Rycerze – obrońcy prezydenta Komorowskiego. "Raz to będzie Jerzy Urban, raz Stefan Niesiołowski, a innym razem Janusz Palikot i Marek Dukaczewski"

Czytaj więcej Subskrybuj 50% taniej
Sprawdź
fot. PAP/Jacek Turczyk/wPolityce.pl/tvn24.pl/Polsat News
fot. PAP/Jacek Turczyk/wPolityce.pl/tvn24.pl/Polsat News

Ci z Pałacu Prezydenckiego są znani. Obronę Komorowskiego mają w zakresie swoich obowiązków służbowych. Biorą za to pieniądze. Tak naprawdę, nie tyle bronią Komorowskiego, ile swojej przyszłości.

Trafnie zakładają, że jeśli Komorowski ostanie się w Belwederze, oni nadal będą stamtąd pobierać pensje. W każdym razie są na to szanse. Jeśli jednak do Belwederu wprowadzi się nowy gospodarz, stracą obecny fundament finansowy. A w większości wyboru nie mają. Jeśli nawet pojawią się jakieś inne możliwości zarobkowania, to w większości nie będą to już tak ekskluzywne i prestiżowe zajęcia. Jest więc o co się bić. Pierwsze skrzypce w pałacowej orkiestrze „Rycerzy” gra Tomasz Nałęcz, który dzięki obecności w Belwederze utrzymał się na powierzchni życia publicznego, a ściślej medialnego, bo w realnym życiu politycznym utonął już dosyć dawno, uznany za koniunkturalnego, politycznego kameleona. Sam złożył tego wyraziste dowody. Nie jeden raz. Takich jak on zresztą pełno na świecie. Jego zwyczaj nagłej zmiany barw upowszechnił się dziś, a przykłady zdradzieckich ptaków w rządzie Platformy, w Pałacu Prezydenckim i na innych rządowych posadach, znają już na pamięć polskie dzieci w wieku szkolnym.

W sytuacjach szczególnego zagrożenia pod broń powoływani są Rycerze nieetatowi. Osobnicy, którzy z wielu powodów powinni być dawno skreśleni z życia publicznego. Niestety, w warunkach zdegenerowanej polskiej demokracji, są traktowani przez nasze media jako wiarygodni komentatorzy. Trudno się dziwić takiej postawie mediów, skoro same są zdegenerowane, a ich interesy sprowadzają się do utrzymania status quo obecnego podziału władzy w państwie. Ani im w głowie bezstronny i rzetelny opis rzeczywistości. One też walczą o swój przyszły byt materialny, będący może jeszcze pod większym zagrożeniem utraty płynności finansowej niż obecni pracownicy Belwederu.
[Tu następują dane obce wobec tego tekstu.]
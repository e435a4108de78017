//! State transitions for the AbsenceTracker
//!
//! `record` is pure in-memory work: no clocks, no I/O. All time comes from the
//! event's own `observed_at`.

use super::AbsenceTracker;
use crate::domain::error::UnknownZoneError;
use crate::domain::types::{new_uuid_v7, AlertEvent, DetectionEvent, ZoneConfig};
use std::time::Duration;
use time::macros::format_description;
use time::OffsetDateTime;
use tracing::{debug, info};

impl AbsenceTracker {
    /// Apply a detection event to its zone's state
    ///
    /// Returns an alert exactly when the zone's absence first reaches its
    /// threshold within the current episode. Unknown zones leave all state
    /// untouched.
    pub fn record(&mut self, event: &DetectionEvent) -> Result<Option<AlertEvent>, UnknownZoneError> {
        let (Some(state), Some(zone)) =
            (self.states.get_mut(&event.zone_id), self.registry.get(&event.zone_id))
        else {
            return Err(UnknownZoneError(event.zone_id.clone()));
        };

        if event.person_present() {
            let was_alerting = state.alerted;
            state.observe_presence(event.observed_at);
            if was_alerting {
                self.alerting = self.alerting.saturating_sub(1);
                info!(
                    zone_id = %event.zone_id,
                    person_count = %event.person_count,
                    "zone_presence_resumed"
                );
            }
            return Ok(None);
        }

        state.observe_absence(event.observed_at);
        debug!(
            zone_id = %event.zone_id,
            elapsed_ms = %state.elapsed_absence.as_millis(),
            alerted = %state.alerted,
            "zone_absence_observed"
        );

        if state.alerted || state.elapsed_absence < zone.threshold {
            return Ok(None);
        }

        state.alerted = true;
        self.alerting += 1;
        Ok(Some(build_alert(zone, event.observed_at)))
    }
}

fn build_alert(zone: &ZoneConfig, triggered_at: u64) -> AlertEvent {
    AlertEvent {
        alert_id: new_uuid_v7(),
        zone_id: zone.zone_id.clone(),
        camera_serial: zone.camera_serial.clone(),
        threshold: zone.threshold,
        triggered_at,
        message_text: alert_message(zone.threshold, triggered_at),
    }
}

/// Human-readable alert text for email and SMS bodies
pub(crate) fn alert_message(threshold: Duration, triggered_at: u64) -> String {
    format!(
        "Alert generated at {}. A person has not been detected for more than {} seconds.",
        format_epoch_ms(triggered_at),
        format_threshold(threshold)
    )
}

/// `YYYY-MM-DD HH:MM:SS UTC`, falling back to raw epoch ms if out of range
fn format_epoch_ms(ms: u64) -> String {
    let format = format_description!("[year]-[month]-[day] [hour]:[minute]:[second]");
    OffsetDateTime::from_unix_timestamp_nanos(ms as i128 * 1_000_000)
        .ok()
        .and_then(|dt| dt.format(&format).ok())
        .map(|s| format!("{} UTC", s))
        .unwrap_or_else(|| format!("{} ms", ms))
}

fn format_threshold(threshold: Duration) -> String {
    if threshold.subsec_nanos() == 0 {
        threshold.as_secs().to_string()
    } else {
        format!("{}", threshold.as_secs_f64())
    }
}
Zapraszają więc osobników, którzy – każdy z innych powodów – zaliczają się do śmiertelnych wrogów PiS. Dzięki tej pragmatycznej zalecie, dają gwarancję, że przekażą w świat komunikat, który jest zbieżny z potrzebami i celami tego medium. Raz to będzie Jerzy Urban, raz Stefan Niesiołowski, a innym razem, jak obecnie w charakterze Rycerzy prezydenta Komorowskiego - Janusz Palikot i Marek Dukaczewski. W dodatki ci dwaj ostatni to zawodowi, wysoko kwalifikowani kłamcy. Jako ludzie wyzuci z jakichkolwiek hamulców moralnych, posługują się z premedytacją manipulacją faktami.
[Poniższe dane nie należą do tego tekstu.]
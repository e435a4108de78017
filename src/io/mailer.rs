//! SMTP delivery for alert emails and carrier SMS/MMS gateways

use crate::domain::error::DeliveryError;
use crate::infra::config::Config;
use crate::services::dispatcher::{AlertSender, Snapshot};
use async_trait::async_trait;
use lettre::message::header::ContentType;
use lettre::message::{Attachment, Mailbox, MultiPart, SinglePart};
use lettre::transport::smtp::authentication::Credentials;
use lettre::{AsyncSmtpTransport, AsyncTransport, Message, Tokio1Executor};
use std::time::Instant;
use tracing::info;

const ATTACHMENT_NAME: &str = "snapshot.jpg";

pub struct SmtpMailer {
    transport: AsyncSmtpTransport<Tokio1Executor>,
    from: Mailbox,
}

impl SmtpMailer {
    /// STARTTLS relay to `[smtp] host:port`, authenticating when a username is set
    pub fn new(config: &Config) -> Result<Self, DeliveryError> {
        let from = parse_mailbox(config.smtp_from())?;

        let mut builder = AsyncSmtpTransport::<Tokio1Executor>::starttls_relay(config.smtp_host())
            .map_err(|e| DeliveryError::Send { recipient: config.smtp_host().to_string(), source: Box::new(e) })?
            .port(config.smtp_port());
        if !config.smtp_username().is_empty() {
            builder = builder.credentials(Credentials::new(
                config.smtp_username().to_string(),
                config.smtp_password().to_string(),
            ));
        }

        Ok(Self { transport: builder.build(), from })
    }
}

#[async_trait]
impl AlertSender for SmtpMailer {
    async fn send(
        &self,
        recipient: &str,
        subject: &str,
        body: &str,
        snapshot: Option<&Snapshot>,
    ) -> Result<(), DeliveryError> {
        let start = Instant::now();
        let message = build_message(&self.from, recipient, subject, body, snapshot)?;

        self.transport
            .send(message)
            .await
            .map_err(|e| DeliveryError::Send { recipient: recipient.to_string(), source: Box::new(e) })?;

        info!(
            recipient = %recipient,
            attachment = %snapshot.is_some(),
            latency_ms = %start.elapsed().as_millis(),
            "email_sent"
        );
        Ok(())
    }
}

/// Plain-text message, with the snapshot as a `snapshot.jpg` attachment when present
pub fn build_message(
    from: &Mailbox,
    recipient: &str,
    subject: &str,
    body: &str,
    snapshot: Option<&Snapshot>,
) -> Result<Message, DeliveryError> {
    let builder = Message::builder().from(from.clone()).to(parse_mailbox(recipient)?).subject(subject);

    let message = match snapshot {
        Some(snapshot) => {
            let content_type = ContentType::parse(&snapshot.content_type)
                .map_err(|e| DeliveryError::Message(Box::new(e)))?;
            let attachment =
                Attachment::new(ATTACHMENT_NAME.to_string()).body(snapshot.bytes.to_vec(), content_type);
            builder.multipart(
                MultiPart::mixed().singlepart(SinglePart::plain(body.to_string())).singlepart(attachment),
            )
        }
        None => builder.header(ContentType::TEXT_PLAIN).body(body.to_string()),
    };

    message.map_err(|e| DeliveryError::Message(Box::new(e)))
}

fn parse_mailbox(address: &str) -> Result<Mailbox, DeliveryError> {
    address
        .parse::<Mailbox>()
        .map_err(|e| DeliveryError::Address { address: address.to_string(), source: Box::new(e) })
}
Za najbardziej skuteczną metodę uważają brutalny atak, wprzęgając do jego podstawowego zestawu broni fałszywe dowody. Tak właśnie robią, broniąc Komorowskiego przez zarzutami o jego związkach z oficerami WSI, aferzystami, założycielami SKOK Wołomin.

Rycerz Palikot, polityczny hochsztapler, zaatakował PiS, wymieniając spółkę Telegraf, której machlojki finansowe doprowadziły do tego, że jeden z jej ludzi otrzymał wyrok kilku lat więzienia. Otóż Palikot doskonale wie, że jeden z liderów Porozumienia Centrum, Maciej Z., dostał wyrok wyłącznie za to, że ostrzegł Bagsika i Gąsiorowskiego o planowanym ich zatrzymaniu przez UOP, umożliwiając im 1 sierpnia 1991 roku ucieczkę z Polski do Izraela. Palikot wie, że jest politycznym bankrutem i już przygotowuje sobie grunt do przyszłego przytulenia się do Komorowskiego, jeśli tylko zostanie on w Belwederze na drugą kadencję.
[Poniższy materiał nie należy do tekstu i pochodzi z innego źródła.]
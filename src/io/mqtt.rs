//! MQTT client for receiving camera zone detection counts
//!
//! Cameras publish `{"ts": <epoch ms>, "counts": {"person": N, ...}}` on
//! `<prefix>/<camera_serial>/<zone_id>`. Every message is normalized into a
//! `DetectionEvent` and forwarded to the tracker with `try_send`.

use crate::domain::error::ParseError;
use crate::domain::types::{epoch_ms, CameraSerial, DetectionEvent, DetectionMessage, ZoneId};
use crate::infra::config::Config;
use crate::infra::metrics::Metrics;
use crate::services::zone_registry::ZoneRegistry;
use rumqttc::{AsyncClient, Event, MqttOptions, Packet, QoS, SubscribeFilter};
use rustc_hash::FxHashMap;
use std::sync::Arc;
use std::time::{Duration, Instant};
use tokio::sync::mpsc::error::TrySendError;
use tokio::sync::{mpsc, watch};
use tracing::{debug, error, info, warn};

/// Detection class counted as presence
const PERSON_CLASS: &str = "person";

/// Skips absence messages that arrive faster than a per-zone minimum interval.
/// Presence messages always pass so a reset is never delayed, and the first
/// absence after a presence always passes so the episode opens on time.
pub struct IngressThrottle {
    min_interval_ms: u64,
    /// Observation time and presence of the last forwarded event per zone
    last_forwarded: FxHashMap<ZoneId, (u64, bool)>,
}

impl IngressThrottle {
    pub fn new(min_interval_ms: u64) -> Self {
        Self { min_interval_ms, last_forwarded: FxHashMap::default() }
    }

    /// Returns true if the event should be forwarded
    pub fn admit(&mut self, event: &DetectionEvent) -> bool {
        if self.min_interval_ms == 0 {
            return true;
        }

        let present = event.person_present();
        if !present {
            if let Some(&(last_at, false)) = self.last_forwarded.get(&event.zone_id) {
                if event.observed_at.saturating_sub(last_at) < self.min_interval_ms {
                    return false;
                }
            }
        }

        self.last_forwarded.insert(event.zone_id.clone(), (event.observed_at, present));
        true
    }
}

/// Time base for one zone's observations, fixed by the zone's first message
#[derive(Debug, Clone, Copy, PartialEq, Eq)]
enum ZoneClock {
    /// Camera `ts`. Messages without one are placed on the camera clock using
    /// the offset seen on the last stamped message.
    Camera { offset_ms: i64 },
    /// Receive time; any later camera `ts` is ignored
    Receive,
}

/// Signed difference `ts - received_at_ms`, saturating at the i64 range
fn clock_offset(ts: u64, received_at_ms: u64) -> i64 {
    if ts >= received_at_ms {
        i64::try_from(ts - received_at_ms).unwrap_or(i64::MAX)
    } else {
        i64::try_from(received_at_ms - ts).map(|d| -d).unwrap_or(i64::MIN)
    }
}

/// Extract camera serial and zone id from the last two topic segments
pub fn parse_topic(topic: &str) -> Result<(CameraSerial, ZoneId), ParseError> {
    let mut segments = topic.rsplit('/');
    match (segments.next(), segments.next()) {
        (Some(zone), Some(serial)) if !zone.is_empty() && !serial.is_empty() => {
            Ok((CameraSerial::new(serial), ZoneId::new(zone)))
        }
        _ => Err(ParseError::Topic(topic.to_string())),
    }
}

/// Parse a detection payload into (person_count, camera timestamp)
///
/// A missing `person` key means nobody was detected; a missing `counts`
/// object means the message is malformed.
pub fn parse_detection_payload(payload: &[u8]) -> Result<(u64, Option<u64>), ParseError> {
    let json_str = std::str::from_utf8(payload)?;
    let message: DetectionMessage = serde_json::from_str(json_str)?;
    let counts = message.counts.ok_or(ParseError::MissingCounts)?;

    let person_count = match counts.get(PERSON_CLASS) {
        None | Some(serde_json::Value::Null) => 0,
        Some(value) => value.as_u64().ok_or_else(|| ParseError::InvalidCount(value.to_string()))?,
    };

    Ok((person_count, message.ts))
}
Do jeszcze bardziej odrażających insynuacji sięgnął Dukaczewski. Oskarżył nieżyjącego, więc bezbronnego śp. prezydenta Lecha Kaczyńskiego o kontakty z owymi założycielami SKOKU Wołomin. Jako rękojmię prawdziwości tego oskarżenia podał siebie, będącego rzekomym świadkiem. To on właśnie – oświadczył - taką tajemną wiedzę, której nikt inny nie zna, posiada. Z pewnością takie metody ataku poznał Dukaczewski na kursach szkoleniowych GRU w Moskwie pod koniec lat 80. Teraz te nauki okazały się jak znalazł. W takim drobnym rewanżu Dukaczewskiego za to, że prezydent Kaczyński był inicjatorem rozwiązania WSI.

Chciałoby się powiedzieć: Pokaż mi swoich Rycerzy-obrońców, a powiem ci kim jesteś.


Ciekawa pozycja z naszej księgarni:„Wieża komunistów”.

Fascynująca opowieść o mechanizmach władzy, styku służb specjalnych z polityką, mediami.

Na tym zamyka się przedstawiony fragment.